What you should do: An exact reproduction of all the entries below is required.

───── Data to examine ─────

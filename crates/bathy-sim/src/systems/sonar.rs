//! Sonar sweep: a rotating beam that leaves fading blips where it hits.

use hecs::World;

use bathy_core::components::{Obstacle, ObstacleShape, SonarBlip};
use bathy_core::config::SonarConfig;
use bathy_core::events::SimEvent;
use bathy_core::types::{bearing_deg, DVec2};

use crate::geometry;

/// Beam angle state, in degrees from +X toward +Z.
#[derive(Debug, Clone, Copy, Default)]
pub struct SonarSweep {
    pub angle_deg: f64,
}

impl SonarSweep {
    pub fn beam_direction(&self) -> DVec2 {
        DVec2::from_angle(self.angle_deg.to_radians())
    }
}

/// Advance the beam and record what it touches this tick.
pub fn run(
    world: &mut World,
    sweep: &mut SonarSweep,
    origin: DVec2,
    config: &SonarConfig,
    dt: f64,
    events: &mut Vec<SimEvent>,
) {
    let arc = BeamArc {
        from_deg: sweep.angle_deg,
        span_deg: config.scan_speed * 360.0 * dt,
    };
    sweep.angle_deg = (arc.from_deg + arc.span_deg).rem_euclid(360.0);
    let dir = sweep.beam_direction();

    let hits: Vec<DVec2> = world
        .query::<&Obstacle>()
        .iter()
        .filter_map(|(_, obstacle)| echo(&obstacle.shape, origin, dir, arc, config))
        .collect();

    for hit in hits {
        record_blip(world, hit, config, events);
    }
}

/// The sector the beam swept through during one tick.
#[derive(Debug, Clone, Copy)]
struct BeamArc {
    from_deg: f64,
    span_deg: f64,
}

impl BeamArc {
    fn contains(&self, bearing: f64) -> bool {
        self.span_deg >= 360.0 || (bearing - self.from_deg).rem_euclid(360.0) <= self.span_deg
    }
}

/// Where the beam touches `shape` this tick, if at all.
///
/// Point obstacles are seen anywhere inside the swept arc or within the beam
/// width of its end direction. Lines and rectangles are ray cast along `dir`.
fn echo(
    shape: &ObstacleShape,
    origin: DVec2,
    dir: DVec2,
    arc: BeamArc,
    config: &SonarConfig,
) -> Option<DVec2> {
    match *shape {
        ObstacleShape::Point { position, .. } => {
            let to = position - origin;
            let dist = to.length();
            if dist <= config.range
                && dist > 0.0
                && (arc.contains(bearing_deg(origin, position))
                    || dir.dot(to / dist) > config.beam_cos)
            {
                Some(position)
            } else {
                None
            }
        }
        _ => geometry::ray_cast(shape, origin, dir, config.range).map(|t| origin + dir * t),
    }
}

/// Refresh a nearby blip or spawn a new one.
fn record_blip(world: &mut World, hit: DVec2, config: &SonarConfig, events: &mut Vec<SimEvent>) {
    for (_, blip) in world.query_mut::<&mut SonarBlip>() {
        if blip.position.distance(hit) <= config.merge_tolerance {
            blip.remaining_secs = config.blip_lifetime_secs;
            return;
        }
    }

    world.spawn((SonarBlip {
        position: hit,
        remaining_secs: config.blip_lifetime_secs,
        lifetime_secs: config.blip_lifetime_secs,
    },));
    events.push(SimEvent::SonarContact { position: hit });
}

─────

Exercise result:
filename crates/bathy-sim/src/systems/sonar.rs
//! Sonar sweep: a rotating beam that leaves fading blips where it hits.

use hecs::World;

use bathy_core::components::{Obstacle, ObstacleShape, SonarBlip};
use bathy_core::config::SonarConfig;
use bathy_core::events::SimEvent;
use bathy_core::types::{bearing_deg, DVec2};

use crate::geometry;

/// Beam angle state, in degrees from +X toward +Z.
#[derive(Debug, Clone, Copy, Default)]
pub struct SonarSweep {
    pub angle_deg: f64,
}

impl SonarSweep {
    pub fn beam_direction(&self) -> DVec2 {
        DVec2::from_angle(self.angle_deg.to_radians())
    }
}

/// Advance the beam and record what it touches this tick.
pub fn run(
    world: &mut World,
    sweep: &mut SonarSweep,
    origin: DVec2,
    config: &SonarConfig,
    dt: f64,
    events: &mut Vec<SimEvent>,
) {
    let arc = BeamArc {
        from_deg: sweep.angle_deg,
        span_deg: config.scan_speed * 360.0 * dt,
    };
    sweep.angle_deg = (arc.from_deg + arc.span_deg).rem_euclid(360.0);
    let dir = sweep.beam_direction();

    let hits: Vec<DVec2> = world
        .query::<&Obstacle>()
        .iter()
        .filter_map(|(_, obstacle)| echo(&obstacle.shape, origin, dir, arc, config))
        .collect();

    for hit in hits {
        record_blip(world, hit, config, events);
    }
}

/// The sector the beam swept through during one tick.
#[derive(Debug, Clone, Copy)]
struct BeamArc {
    from_deg: f64,
    span_deg: f64,
}

impl BeamArc {
    fn contains(&self, bearing: f64) -> bool {
        self.span_deg >= 360.0 || (bearing - self.from_deg).rem_euclid(360.0) <= self.span_deg
    }
}

/// Where the beam touches `shape` this tick, if at all.
///
/// Point obstacles are seen anywhere inside the swept arc or within the beam
/// width of its end direction. Lines and rectangles are ray cast along `dir`.
fn echo(
    shape: &ObstacleShape,
    origin: DVec2,
    dir: DVec2,
    arc: BeamArc,
    config: &SonarConfig,
) -> Option<DVec2> {
    match *shape {
        ObstacleShape::Point { position, .. } => {
            let to = position - origin;
            let dist = to.length();
            if dist <= config.range
                && dist > 0.0
                && (arc.contains(bearing_deg(origin, position))
                    || dir.dot(to / dist) > config.beam_cos)
            {
                Some(position)
            } else {
                None
            }
        }
        _ => geometry::ray_cast(shape, origin, dir, config.range).map(|t| origin + dir * t),
    }
}

/// Refresh a nearby blip or spawn a new one.
fn record_blip(world: &mut World, hit: DVec2, config: &SonarConfig, events: &mut Vec<SimEvent>) {
    for (_, blip) in world.query_mut::<&mut SonarBlip>() {
        if blip.position.distance(hit) <= config.merge_tolerance {
            blip.remaining_secs = config.blip_lifetime_secs;
            return;
        }
    }

    world.spawn((SonarBlip {
        position: hit,
        remaining_secs: config.blip_lifetime_secs,
        lifetime_secs: config.blip_lifetime_secs,
    },));
    events.push(SimEvent::SonarContact { position: hit });
}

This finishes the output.